Factor in injury-marred 2015 and 2016 seasons, which derailed Allen's early rise to stardom, and it's easy to forget that Allen has been to two Pro Bowls, earned Comeback Player of the Year honors in 2017 and caught a 43-yard touchdown against the Patriots in the playoffs in January before that game turned into a runaway.
And while some may overlook Allen, his peers are well aware of how good he is.
Allen ranked 38th on the annual NFL's Top 100 countdown, which is voted on by players. Yes, that's below Brown (seventh), Jones (ninth), DeAndre Hopkins (11th), Thomas (13th), Tyreek Hill (19th), Beckham (23rd) and some other receivers. But take a moment to look at who Allen ranks ahead of: teammates Melvin Ingram and Joey Bosa (48th and 56th); Ben Roethlisberger (44th) and other franchise quarterbacks; big-name receivers like Mike Evans (53rd), A.J. Green (58th), Amari Cooper (64th) and T.Y Hilton (70th), every offensive lineman in the league (David Bakhtiari, 43rd overall, paced that group) and of course the hundreds of veteran starters and buzzy upstarts who didn't make the list.
The Top 100 television countdown is no more authoritative than any other set of rankings; many players just scribble down a mix of teammates, college pals and all-time legends when they are handed the survey. The list's emphasis on skill-position players reveal that even fellow players are influenced by stats and media attention. But Allen's ranking shows the high esteem he is held in by those who play with and against him.

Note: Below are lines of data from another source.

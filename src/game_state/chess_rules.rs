//! Canonical chess-rule constants.
//!
//! Static rule-related literals such as the standard starting setup and the
//! rank geometry used by pawn and castling logic.

use crate::game_state::chess_types::{Color, PieceKind};

/// Standard chess starting position in Forsyth-Edwards Notation (FEN).
pub const STARTING_POSITION_FEN: &str = "rnbqkbnr/pppppppp/8/8/8/8/PPPPPPPP/RNBQKBNR w KQkq - 0 1";

/// Piece order on both back ranks, file `a` first.
pub const BACK_RANK_ORDER: [PieceKind; 8] = [
    PieceKind::Rook,
    PieceKind::Knight,
    PieceKind::Bishop,
    PieceKind::Queen,
    PieceKind::King,
    PieceKind::Bishop,
    PieceKind::Knight,
    PieceKind::Rook,
];

/// Files the castling rooks start on (queenside, kingside).
pub const CASTLING_ROOK_FILES: [u8; 2] = [0, 7];

/// The only promotion target this engine models.
pub const PROMOTION_KIND: PieceKind = PieceKind::Queen;

/// Matches the threefold repetition rule.
pub const REPETITION_LIMIT: u8 = 3;

#[inline]
pub const fn back_rank(color: Color) -> u8 {
    match color {
        Color::Light => 0,
        Color::Dark => 7,
    }
}

#[inline]
pub const fn pawn_start_rank(color: Color) -> u8 {
    match color {
        Color::Light => 1,
        Color::Dark => 6,
    }
}

#[inline]
pub const fn promotion_rank(color: Color) -> u8 {
    match color {
        Color::Light => 7,
        Color::Dark => 0,
    }
}

/// Rank of the en-passant target squares this color may capture onto.
#[inline]
pub const fn en_passant_capture_rank(color: Color) -> u8 {
    match color {
        Color::Light => 5,
        Color::Dark => 2,
    }
}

Allen told reporters at Chargers camp last week that he feels "amazing" and that he has been emphasizing "prehab before rehab" to ward off injuries. He also acknowledged that he feels the need to prove something, not just to video game programmers but to everyone who overlooks him.
"Not even just to prove something because they don't think I'm that good," Allen clarified. "It's because that's just how I am. I like proving myself."
Allen sounds poised for another Pro Bowl year in a stacked offense for a team that went 12-4 last year and belongs on the short list of AFC contenders. So all the news out of Chargers camp was about, you guessed it, Melvin Gordon's contract holdout. At least until Allen opened a rift in the time-space continuum to juke out a defender in practice, that is.
The fact that the internet went wild over Allen's training camp video is a sign that we are still a month away from real games, two days away from fake games and are so starving for action that we'll drool over every football-like morsel we can get. We'll soon have real highlights to savor, but history tells us that even Allen's best performances can be overshadowed by Beckham wrestling with sideline equipment or Brown bickering with a rando on Instagram.
Allen has everything it takes to be a superstar except your attention. Try not to forget about him once the season starts, because there are few players in the league quite like him, and he deserves to be appreciated.